Lutte contre le vulpin et changement climatique
![]()
Au programme de ce webinaire, Lutte contre le vulpin et changement climatique : quelles stratégies adapter pour continuer à le maîtriser !
Webinaire animé par Marie Flament et Bastien Boquet, dans le cadre des projets Adventhurh et COPRAA.
En appui au webinaire : Arthur Quennesson et Simon Vandrisse
Lutte contre le vulpin et changement climatique : adapter les stratégies pour continuer à le maîtriser
Ce webinaire, organisé par Agrotransfert et présenté par Marie Flamand et Bastien Bocquet, fait le point sur la gestion du vulpin des champs, une adventice devenue problématique dans de nombreuses parcelles. Cette présentation s’appuie sur deux projets de recherche et développement : le projet “Adventure” (Hauts-de-France) et le projet “Copra” (échelle nationale), visant tous deux à gérer les adventices avec moins d’herbicides.
Biologie du vulpin : des fondamentaux en évolution
La germination d’une graine est le passage d’une graine inerte à une plantule, nécessitant une levée de dormance induite par un changement du milieu, souvent lié au travail du sol. La germination effective dépend ensuite de conditions de température et d’humidité (potentiel hydrique) spécifiques à chaque espèce.
Le vulpin se distingue par des exigences très peu restrictives :
- Température : Il germe avec une température du sol proche de 0°C.
- Humidité : Ses besoins en humidité sont relativement faibles par rapport à d’autres adventices automnales comme le géranium ou la gaillet gratteron.

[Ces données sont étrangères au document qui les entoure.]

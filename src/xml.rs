//! Atom side of the feed parser.
//!
//! `quick-xml` events are folded into a small element tree first, then the
//! tree is read into typed records ([`AtomEntry`], [`AtomAuthor`],
//! [`AtomLink`], [`OpenSearch`]) whose optional parts are explicit `Option`s.
//! Element and attribute names are lower-cased while building the tree so
//! `openSearch:totalResults` and `opensearch:totalresults` are the same tag.

use quick_xml::Reader;
use quick_xml::escape::unescape;
use quick_xml::events::{BytesStart, Event};

use crate::error::{Result, ScrapeError};

pub const ATOM_MIME: &str = "application/atom+xml";
pub const HTML_MIME: &str = "text/html";

#[derive(Debug, Clone, Default, PartialEq, Eq)]
pub struct Element {
    pub name: String,
    pub attrs: Vec<(String, String)>,
    pub text: String,
    pub children: Vec<Element>,
}

impl Element {
    fn new(name: String, attrs: Vec<(String, String)>) -> Self {
        Self {
            name,
            attrs,
            ..Default::default()
        }
    }

    pub fn attr(&self, name: &str) -> Option<&str> {
        self.attrs
            .iter()
            .find(|(key, _)| key == name)
            .map(|(_, value)| value.as_str())
    }

    /// Direct child by name.
    pub fn child(&self, name: &str) -> Option<&Element> {
        self.children.iter().find(|c| c.name == name)
    }

    pub fn children_named<'a>(&'a self, name: &'a str) -> impl Iterator<Item = &'a Element> + 'a {
        self.children.iter().filter(move |c| c.name == name)
    }

    /// Trimmed text of a direct child.
    pub fn child_text(&self, name: &str) -> Option<String> {
        self.child(name).map(|c| c.text.trim().to_string())
    }

    /// First descendant with the given name, depth-first.
    pub fn find(&self, name: &str) -> Option<&Element> {
        for child in &self.children {
            if child.name == name {
                return Some(child);
            }
            if let Some(found) = child.find(name) {
                return Some(found);
            }
        }
        None
    }

    /// All descendants with the given name, in document order.
    pub fn find_all<'a>(&'a self, name: &str) -> Vec<&'a Element> {
        let mut found = Vec::new();
        self.collect_named(name, &mut found);
        found
    }

    fn collect_named<'a>(&'a self, name: &str, found: &mut Vec<&'a Element>) {
        for child in &self.children {
            if child.name == name {
                found.push(child);
            }
            child.collect_named(name, found);
        }
    }
}

/// Parses an XML document into a tree rooted at a synthetic `#document`
/// element.
pub fn parse_document(body: &str) -> Result<Element> {
    let mut reader = Reader::from_str(body);

    let mut buf = Vec::new();
    let mut stack = vec![Element::new("#document".to_string(), Vec::new())];

    loop {
        match reader.read_event_into(&mut buf)? {
            Event::Start(e) => {
                stack.push(open_element(&e));
            }
            Event::Empty(e) => {
                let element = open_element(&e);
                push_child(&mut stack, element);
            }
            Event::End(_) => {
                if stack.len() > 1 {
                    if let Some(element) = stack.pop() {
                        push_child(&mut stack, element);
                    }
                }
            }
            Event::Text(e) => {
                let raw = String::from_utf8_lossy(e.as_ref());
                let text = unescape(&raw).map(|t| t.into_owned()).unwrap_or_else(|_| raw.to_string());
                append_text(&mut stack, &text);
            }
            Event::CData(e) => {
                append_text(&mut stack, &String::from_utf8_lossy(e.as_ref()));
            }
            Event::GeneralRef(e) => {
                let reference = format!("&{};", String::from_utf8_lossy(e.as_ref()));
                let text = unescape(&reference)
                    .map(|t| t.into_owned())
                    .unwrap_or(reference);
                append_text(&mut stack, &text);
            }
            Event::Eof => break,
            _ => {}
        }
        buf.clear();
    }

    // Unclosed elements are folded into their parents.
    while stack.len() > 1 {
        if let Some(element) = stack.pop() {
            push_child(&mut stack, element);
        }
    }

    stack
        .pop()
        .ok_or_else(|| ScrapeError::DataFormat("empty XML document".to_string()))
}

fn open_element(e: &BytesStart<'_>) -> Element {
    let name = String::from_utf8_lossy(e.name().as_ref()).to_lowercase();
    let attrs = e
        .attributes()
        .flatten()
        .map(|attr| {
            let key = String::from_utf8_lossy(attr.key.as_ref()).to_lowercase();
            let raw = String::from_utf8_lossy(&attr.value);
            let value = unescape(&raw).map(|v| v.into_owned()).unwrap_or_else(|_| raw.to_string());
            (key, value)
        })
        .collect();

    Element::new(name, attrs)
}

fn push_child(stack: &mut [Element], element: Element) {
    if let Some(parent) = stack.last_mut() {
        parent.children.push(element);
    }
}

fn append_text(stack: &mut [Element], text: &str) {
    if let Some(current) = stack.last_mut() {
        current.text.push_str(text);
    }
}

/// Suffix after the last hyphen of a Blogger ID such as
/// `tag:blogger.com,1999:blog-1234.post-5678`.
pub fn id_suffix(raw: &str) -> &str {
    raw.trim().rsplit('-').next().unwrap_or_default()
}

#[derive(Debug, Clone, Copy, PartialEq, Eq)]
pub struct OpenSearch {
    pub start_index: u64,
    pub total_results: u64,
    pub items_per_page: u64,
}

impl OpenSearch {
    /// Reads the `opensearch:*` pagination elements anywhere in the document.
    pub fn from_document(root: &Element) -> Result<Self> {
        Ok(Self {
            start_index: opensearch_number(root, "opensearch:startindex")?,
            total_results: opensearch_number(root, "opensearch:totalresults")?,
            items_per_page: opensearch_number(root, "opensearch:itemsperpage")?,
        })
    }
}

fn opensearch_number(root: &Element, name: &str) -> Result<u64> {
    let element = root
        .find(name)
        .ok_or_else(|| ScrapeError::DataFormat(format!("missing <{name}>")))?;

    element
        .text
        .trim()
        .parse()
        .map_err(|_| ScrapeError::DataFormat(format!("<{name}> is not a number: {:?}", element.text)))
}

#[derive(Debug, Clone, Default, PartialEq, Eq)]
pub struct AtomAuthor {
    pub name: Option<String>,
    pub uri: Option<String>,
    pub email: Option<String>,
    pub image_src: Option<String>,
}

impl AtomAuthor {
    pub fn from_element(element: &Element) -> Self {
        Self {
            name: element.child_text("name"),
            uri: element.child_text("uri"),
            email: element.child_text("email"),
            image_src: element
                .child("gd:image")
                .and_then(|img| img.attr("src"))
                .map(str::to_string),
        }
    }
}

#[derive(Debug, Clone, PartialEq, Eq)]
pub struct AtomLink {
    pub rel: String,
    pub mime: Option<String>,
    pub href: String,
}

impl AtomLink {
    pub fn from_element(element: &Element) -> Option<Self> {
        let href = element.attr("href")?.to_string();
        let rel = element
            .attr("rel")
            .and_then(|rel| rel.split_whitespace().next())
            .unwrap_or("alternate")
            .to_string();

        Some(Self {
            rel,
            mime: element.attr("type").map(str::to_string),
            href,
        })
    }

    pub fn is(&self, rel: &str, mime: &str) -> bool {
        self.rel == rel && self.mime.as_deref() == Some(mime)
    }
}

/// An `<entry>` of an Atom feed (posts or comments).
#[derive(Debug, Clone, PartialEq, Eq)]
pub struct AtomEntry {
    pub id: String,
    pub title: String,
    pub content: String,
    pub published: String,
    pub updated: Option<String>,
    pub author: Option<AtomAuthor>,
    pub links: Vec<AtomLink>,
}

impl AtomEntry {
    /// Reads an article entry. Fails when the element is not an `entry` or a
    /// required sub-tag (`id`, `title`, `published`, `content`/`summary`) is
    /// missing.
    pub fn from_element(element: &Element) -> Result<Self> {
        if element.name != "entry" {
            return Err(ScrapeError::Validation(format!(
                "expected an <entry> tag for an Atom article, found <{}>",
                element.name
            )));
        }

        let required = |name: &str| {
            element.child(name).map(|c| c.text.clone()).ok_or_else(|| {
                ScrapeError::Validation(format!("Atom entry has no <{name}> tag"))
            })
        };

        let content = match element.child("content").or_else(|| element.child("summary")) {
            Some(c) => c.text.clone(),
            None => return Err(ScrapeError::Validation("Atom entry has no <content> tag".to_string())),
        };

        Ok(Self {
            id: required("id")?.trim().to_string(),
            title: required("title")?.trim().to_string(),
            content,
            published: required("published")?.trim().to_string(),
            updated: element.child_text("updated"),
            author: element.child("author").map(AtomAuthor::from_element),
            links: element
                .children_named("link")
                .filter_map(AtomLink::from_element)
                .collect(),
        })
    }

    pub fn link(&self, rel: &str, mime: &str) -> Option<&AtomLink> {
        self.links.iter().find(|l| l.is(rel, mime))
    }
}

/// Entries of a comment feed, which are read leniently: every field may be
/// absent.
#[derive(Debug, Clone, Default, PartialEq, Eq)]
pub struct AtomCommentEntry {
    pub id: Option<String>,
    pub content: Option<String>,
    pub published: Option<String>,
    pub updated: Option<String>,
    pub author: Option<AtomAuthor>,
}

impl AtomCommentEntry {
    pub fn from_element(element: &Element) -> Self {
        Self {
            id: element.child_text("id"),
            content: element.child("content").map(|c| c.text.clone()),
            published: element.child_text("published"),
            updated: element.child_text("updated"),
            author: element.child("author").map(AtomAuthor::from_element),
        }
    }
}

#[cfg(test)]
mod tests {
    use super::*;

    const ENTRY: &str = r#"<?xml version="1.0" encoding="UTF-8"?>
<feed xmlns="http://www.w3.org/2005/Atom" xmlns:openSearch="http://a9.com/-/spec/opensearchrss/1.0/">
  <openSearch:totalResults>25</openSearch:totalResults>
  <openSearch:startIndex>1</openSearch:startIndex>
  <openSearch:itemsPerPage>10</openSearch:itemsPerPage>
  <entry>
    <id>tag:blogger.com,1999:blog-111.post-222</id>
    <published>2021-03-04T10:20:30.000-08:00</published>
    <updated>2021-03-05T10:20:30.000-08:00</updated>
    <title type="text">Fish &amp; Chips</title>
    <content type="html">&lt;p&gt;Hello&lt;/p&gt;</content>
    <link rel="replies" type="application/atom+xml" href="http://x/feeds/222/comments/default"/>
    <link rel="replies" type="text/html" href="http://x/post.html#comment-form"/>
    <link rel="self" type="application/atom+xml" href="http://x/feeds/posts/default/222"/>
    <link rel="alternate" type="text/html" href="http://x/post.html"/>
    <author>
      <name>Jane</name>
      <uri>https://www.blogger.com/profile/123456</uri>
      <email>noreply@blogger.com</email>
      <gd:image rel="http://schemas.google.com/g/2005#thumbnail" src="//img/jane.png"/>
    </author>
  </entry>
</feed>"#;

    #[test]
    fn builds_tree_with_lowercased_names() {
        let root = parse_document(ENTRY).unwrap();
        let feed = root.child("feed").unwrap();

        assert!(feed.child("opensearch:totalresults").is_some());
        assert_eq!(root.find_all("entry").len(), 1);
        assert_eq!(root.find_all("link").len(), 4);
    }

    #[test]
    fn reads_opensearch_metadata() {
        let root = parse_document(ENTRY).unwrap();
        let meta = OpenSearch::from_document(&root).unwrap();

        assert_eq!(
            meta,
            OpenSearch {
                start_index: 1,
                total_results: 25,
                items_per_page: 10
            }
        );
    }

    #[test]
    fn missing_opensearch_is_a_data_format_error() {
        let root = parse_document("<feed><openSearch:totalResults>x</openSearch:totalResults></feed>").unwrap();
        assert!(matches!(
            OpenSearch::from_document(&root),
            Err(ScrapeError::DataFormat(_))
        ));
    }

    #[test]
    fn reads_atom_entry() {
        let root = parse_document(ENTRY).unwrap();
        let entry = AtomEntry::from_element(root.find("entry").unwrap()).unwrap();

        assert_eq!(id_suffix(&entry.id), "222");
        assert_eq!(entry.title, "Fish & Chips");
        assert_eq!(entry.content, "<p>Hello</p>");
        assert_eq!(entry.updated.as_deref(), Some("2021-03-05T10:20:30.000-08:00"));
        assert_eq!(
            entry.link("replies", ATOM_MIME).map(|l| l.href.as_str()),
            Some("http://x/feeds/222/comments/default")
        );
        assert_eq!(
            entry.link("alternate", HTML_MIME).map(|l| l.href.as_str()),
            Some("http://x/post.html")
        );

        let author = entry.author.unwrap();
        assert_eq!(author.name.as_deref(), Some("Jane"));
        assert_eq!(author.image_src.as_deref(), Some("//img/jane.png"));
    }

    #[test]
    fn rejects_wrong_tag() {
        let root = parse_document("<item><title>x</title></item>").unwrap();
        let err = AtomEntry::from_element(root.child("item").unwrap()).unwrap_err();
        assert!(matches!(err, ScrapeError::Validation(_)));
    }

    #[test]
    fn rejects_entry_without_published() {
        let root = parse_document("<entry><id>a-1</id><title>t</title><content>c</content></entry>").unwrap();
        let err = AtomEntry::from_element(root.child("entry").unwrap()).unwrap_err();
        assert!(matches!(err, ScrapeError::Validation(_)));
    }

    #[test]
    fn cdata_is_kept_verbatim() {
        let root = parse_document("<content><![CDATA[<b>bold</b> & more]]></content>").unwrap();
        assert_eq!(root.child("content").unwrap().text, "<b>bold</b> & more");
    }

    #[test]
    fn id_suffix_takes_text_after_last_hyphen() {
        assert_eq!(id_suffix("tag:blogger.com,1999:blog-1.post-987"), "987");
        assert_eq!(id_suffix("plain"), "plain");
    }
}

- Persistance : La majorité des graines perdent leur capacité germinative au bout de trois ans en raison d’une enveloppe fine. Cependant, avec une production élevée (500 à 5 000 graines par plante), le stock semencier est renouvelé massivement chaque année.
Impact du changement climatique sur les périodes de levée
Le changement climatique modifie les dynamiques de levée du vulpin de deux manières principales :
- Températures plus douces : La température de base de germination est atteinte plus facilement, favorisant des levées précoces ou décalées.

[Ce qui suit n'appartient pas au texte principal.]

use std::collections::{BTreeMap, HashSet};
use std::sync::Arc;
use std::time::Duration;

use reqwest::StatusCode;
use tokio::sync::{Semaphore, mpsc};
use tracing::{debug, info, warn};

use crate::article::parse_page;
use crate::diagnostics::{Diagnostic, Diagnostics, Outcome};
use crate::error::{Result, ScrapeError};
use crate::feed::{Feed, FeedContext, FeedKind, FeedPage};
use crate::http;
use crate::model::{Article, Author, Comment};

pub const MAX_WORKERS: usize = 10;
pub const MAX_ATTEMPTS: u32 = 3;
pub const RETRY_DELAY: Duration = Duration::from_secs(5);

#[derive(Debug, Clone, Copy, PartialEq, Eq)]
pub struct FetchConfig {
    /// Pages fetched at the same time by `fetch_all`.
    pub workers: usize,
    /// Total GETs per page before giving up on non-200 answers.
    pub max_attempts: u32,
    /// Fixed pause between attempts.
    pub retry_delay: Duration,
}

impl Default for FetchConfig {
    fn default() -> Self {
        Self {
            workers: MAX_WORKERS,
            max_attempts: MAX_ATTEMPTS,
            retry_delay: RETRY_DELAY,
        }
    }
}

impl Feed {
    /// First article of the given page (1-based).
    pub async fn fetch_first(&self, page_number: u32) -> Result<Outcome<Option<Article>>> {
        let mut diagnostics = Diagnostics::default();

        let Some(page) = self.pages.get(&page_number) else {
            diagnostics.push(Diagnostic::UnknownPage(page_number));
            return Ok(Outcome::new(None, diagnostics));
        };

        let body = fetch_page_body(&self.ctx, page).await?;
        let entries = parse_page(&body, page.kind)?;

        let Some(entry) = entries.first() else {
            diagnostics.push(Diagnostic::EmptyPage(page_number));
            return Ok(Outcome::new(None, diagnostics));
        };

        let article = entry.normalize(&self.ctx).await?.merge_into(&mut diagnostics);
        Ok(Outcome::new(Some(article), diagnostics))
    }

    /// Articles of one page, or of every page when `page_number` is `None`.
    ///
    /// All pages are fetched by at most `workers` concurrent tasks; each task
    /// sends its batch over a channel and the batches are merged here. The
    /// first fatal error from any page aborts the whole pass.
    pub async fn fetch_all(&self, page_number: Option<u32>) -> Result<Outcome<Vec<Article>>> {
        let mut diagnostics = Diagnostics::default();

        if let Some(number) = page_number {
            let Some(page) = self.pages.get(&number) else {
                diagnostics.push(Diagnostic::UnknownPage(number));
                return Ok(Outcome::new(Vec::new(), diagnostics));
            };
            let articles = fetch_page(&self.ctx, page).await?.merge_into(&mut diagnostics);
            return Ok(Outcome::new(articles, diagnostics));
        }

        if self.pages.is_empty() {
            return Ok(Outcome::new(Vec::new(), diagnostics));
        }

        let semaphore = Arc::new(Semaphore::new(self.ctx.fetch.workers.max(1)));
        let (tx, mut rx) = mpsc::channel(self.pages.len());
        let mut handles = Vec::with_capacity(self.pages.len());

        for page in self.pages.values().cloned() {
            let ctx = self.ctx.clone();
            let tx = tx.clone();
            let semaphore = Arc::clone(&semaphore);

            handles.push(tokio::spawn(async move {
                let Ok(_permit) = semaphore.acquire_owned().await else {
                    return;
                };
                let result = fetch_page(&ctx, &page).await;
                if tx.send((page.number, result)).await.is_err() {
                    debug!(page = page.number, "Collector gone, dropping page batch");
                }
            }));
        }
        drop(tx);

        let mut batches = BTreeMap::new();
        while let Some((number, result)) = rx.recv().await {
            match result {
                Ok(outcome) => {
                    batches.insert(number, outcome.merge_into(&mut diagnostics));
                }
                Err(err) => {
                    for handle in &handles {
                        handle.abort();
                    }
                    return Err(err);
                }
            }
        }

        for handle in handles {
            handle.await?;
        }

        let articles: Vec<Article> = batches.into_values().flatten().collect();
        info!(
            url = %self.url,
            pages = self.pages.len(),
            articles = articles.len(),
            "Fetched all feed pages"
        );

        Ok(Outcome::new(articles, diagnostics))
    }

    /// Distinct authors of the articles and of their comments.
    pub fn get_all_authors(&self, articles: &[Article]) -> Vec<Author> {
        collect_authors(articles)
    }

    /// Distinct comments of the articles. RSS feeds have none.
    pub fn get_all_comments(&self, articles: &[Article]) -> Outcome<Vec<Comment>> {
        let mut diagnostics = Diagnostics::default();

        if self.kind == FeedKind::Rss {
            diagnostics.push(Diagnostic::RssHasNoComments);
            return Outcome::new(Vec::new(), diagnostics);
        }

        Outcome::new(collect_comments(articles), diagnostics)
    }
}

pub fn collect_authors(articles: &[Article]) -> Vec<Author> {
    let mut seen = HashSet::new();
    let mut authors = Vec::new();

    let all = articles.iter().flat_map(|article| {
        std::iter::once(&article.author).chain(article.comments.iter().map(|c| &c.author))
    });

    for author in all {
        if seen.insert(author.key()) {
            authors.push(author.clone());
        }
    }

    authors
}

pub fn collect_comments(articles: &[Article]) -> Vec<Comment> {
    let mut seen = HashSet::new();
    let mut comments = Vec::new();

    for comment in articles.iter().flat_map(|a| a.comments.iter()) {
        if seen.insert(comment.key()) {
            comments.push(comment.clone());
        }
    }

    comments
}

/// Fetches, parses and normalizes one page, then checks the article count
/// against what the pagination promised.
pub async fn fetch_page(ctx: &FeedContext, page: &FeedPage) -> Result<Outcome<Vec<Article>>> {
    let mut diagnostics = Diagnostics::default();

    let body = fetch_page_body(ctx, page).await?;
    let entries = parse_page(&body, page.kind)?;

    let mut articles = Vec::with_capacity(entries.len());
    for entry in &entries {
        articles.push(entry.normalize(ctx).await?.merge_into(&mut diagnostics));
    }

    if articles.len() != page.expected_count {
        diagnostics.push(Diagnostic::CountMismatch {
            page: page.number,
            expected: page.expected_count,
            actual: articles.len(),
        });
    }

    debug!(page = page.number, articles = articles.len(), "Fetched feed page");
    Ok(Outcome::new(articles, diagnostics))
}

/// GETs a page body, retrying non-200 answers with a fixed delay.
/// Transport failures are not retried.
pub async fn fetch_page_body(ctx: &FeedContext, page: &FeedPage) -> Result<String> {
    let max_attempts = ctx.fetch.max_attempts.max(1);
    let mut attempt = 0;

    loop {
        attempt += 1;
        let response = http::get(&ctx.client, &page.url).await?;
        let status = response.status();

        if status == StatusCode::OK {
            return http::read_text(response, page.encoding).await;
        }

        if attempt >= max_attempts {
            return Err(ScrapeError::RetriesExhausted {
                status,
                url: page.url.clone(),
                attempts: attempt,
            });
        }

        warn!(
            page = page.number,
            url = %page.url,
            %status,
            attempt,
            delay_secs = ctx.fetch.retry_delay.as_secs(),
            "Unexpected status, retrying after delay"
        );
        tokio::time::sleep(ctx.fetch.retry_delay).await;
    }
}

- Variabilité hydrique : L’augmentation de l’évapotranspiration crée des “sécheresses agronomiques” imprévisibles.
Les travaux basés sur le modèle “Fleur” montrent que, contrairement à la courbe de référence traditionnelle (pics automnaux et printaniers marqués), le vulpin présente aujourd’hui des levées possibles toute l’année. Cette continuité affaiblit l’efficacité des leviers agronomiques classiques comme la rotation, le décalage de la date de semis ou le faux-semis, car le risque de levée persiste indépendamment de la période choisie.
Leviers de gestion agronomique : adapter les pratiques
Pour limiter l’infestation, il est nécessaire de combiner plusieurs leviers (évitement, atténuation et gestion du stock semencier) en les adaptant aux conditions de l’année :
- Faux-semis : Idéal en conditions humides pour déstocker les graines en surface avant l’implantation. En conditions sèches, le faux-semis risque de ne pas lever de dormance et d’être inefficace.
- Labour : En cas d’été et d’automne très secs, le labour peut être une solution de repli pour enfouir les graines en profondeur (au-delà de 7-8 cm) et éviter une levée massive dans la céréale, bien que cela soit moins favorable aux techniques de conservation des sols.
- Destruction des épis (Estimage) : L’estimage est une solution de rattrapage en fin de cycle. L’optimum se situe autour du 1er juin : il permet d’estimer environ 60% des épis avec une viabilité des graines inférieure à 10%. Un passage trop tardif (mi-juin) augmente le risque de viabilité des graines (30-40%).
- Ensilage : En cas d’échec de désherbage, l’ensilage précoce de la culture infestée permet d’exporter la biomasse et d’empêcher les graines de retourner au stock semencier.
- Succession de cultures de printemps : Le maintien de plusieurs cultures de printemps consécutives, couplé à un travail du sol intensif, permet de faire chuter le stock semencier de manière significative, le vulpin n’étant pas une espèce persistante à long terme.
Conclusion et outils d’aide à la décision
L’efficacité individuelle de chaque levier étant moindre face à la plasticité du vulpin, la réussite repose sur la combinaison des techniques et leur adaptation au contexte météo.
Pour aider les agriculteurs, l’outil Odera permet d’évaluer le risque adventice et d’agencer les leviers pour concevoir des systèmes de culture résilients. Le projet “Adventure” travaille également sur un nouvel outil d’appréciation du stock semencier basé sur l’historique des pratiques, afin d’anticiper les risques et de sécuriser la transition vers des pratiques plus durables.